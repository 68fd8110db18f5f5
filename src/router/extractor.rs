//! Route extraction: the dual of registration.
//!
//! Walks the pipeline depth first, staging the criterion of every traversed
//! link and emitting a concrete [`Route`] at each terminal handler link.

use super::route::{HandlerRef, Route, RoutePath};
use crate::headers::{ContentType, LanguageRange, MediaRange};
use http::Method;

#[derive(Default)]
pub(crate) struct RouteExtractor {
    path: Option<RoutePath>,
    method: Option<Method>,
    consume: Option<MediaRange>,
    produce: Option<ContentType>,
    language: Option<LanguageRange>,
    routes: Vec<Route>,
}

impl RouteExtractor {
    pub(crate) fn new() -> Self {
        RouteExtractor::default()
    }

    pub(crate) fn set_path(&mut self, path: RoutePath) {
        self.path = Some(path);
    }

    pub(crate) fn clear_path(&mut self) {
        self.path = None;
    }

    pub(crate) fn set_method(&mut self, method: Method) {
        self.method = Some(method);
    }

    pub(crate) fn clear_method(&mut self) {
        self.method = None;
    }

    pub(crate) fn set_consume(&mut self, consume: MediaRange) {
        self.consume = Some(consume);
    }

    pub(crate) fn clear_consume(&mut self) {
        self.consume = None;
    }

    pub(crate) fn set_produce(&mut self, produce: ContentType) {
        self.produce = Some(produce);
    }

    pub(crate) fn clear_produce(&mut self) {
        self.produce = None;
    }

    pub(crate) fn set_language(&mut self, language: LanguageRange) {
        self.language = Some(language);
    }

    pub(crate) fn clear_language(&mut self) {
        self.language = None;
    }

    /// Record a concrete route for the currently staged criteria.
    pub(crate) fn emit(&mut self, handler: HandlerRef, disabled: bool) {
        let mut route = Route::new();
        route.path = self.path.clone();
        route.method = self.method.clone();
        route.consume = self.consume.clone();
        route.produce = self.produce.clone();
        route.language = self.language.clone();
        route.disabled = disabled;
        route.handler = Some(handler);
        self.routes.push(route);
    }

    pub(crate) fn into_routes(self) -> Vec<Route> {
        self.routes
    }
}
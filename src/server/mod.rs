//! Embedded HTTP server on `may_minihttp` and the `may` coroutine runtime.
//!
//! The transport is an external collaborator; this module adapts its
//! request/response surface to the routing pipeline:
//!
//! ```text
//! HTTP connection → RouterService → Router → links → handler → body assembly
//! ```
//!
//! Routing failures and handler errors reach the configured
//! [`ErrorExchangeHandler`] with the original request, a fresh response and
//! the error; a second failure during error handling is logged and the
//! connection reset.

pub mod config;
pub mod http_server;
pub mod request;
pub mod response;
pub mod service;

pub use config::{Http2Config, ServerConfig, SslConfig};
pub use http_server::{serve, ServerHandle};
pub use service::{ErrorExchangeHandler, RouterService, WhiteLabelErrorHandler};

--------------------------------

## EXERCISE GOAL
Only the lines above that include the word "filename" belong in the answer; copy each one.

## THE COMPLETED TASK
filename src/router/extractor.rs
filename src/server/mod.rs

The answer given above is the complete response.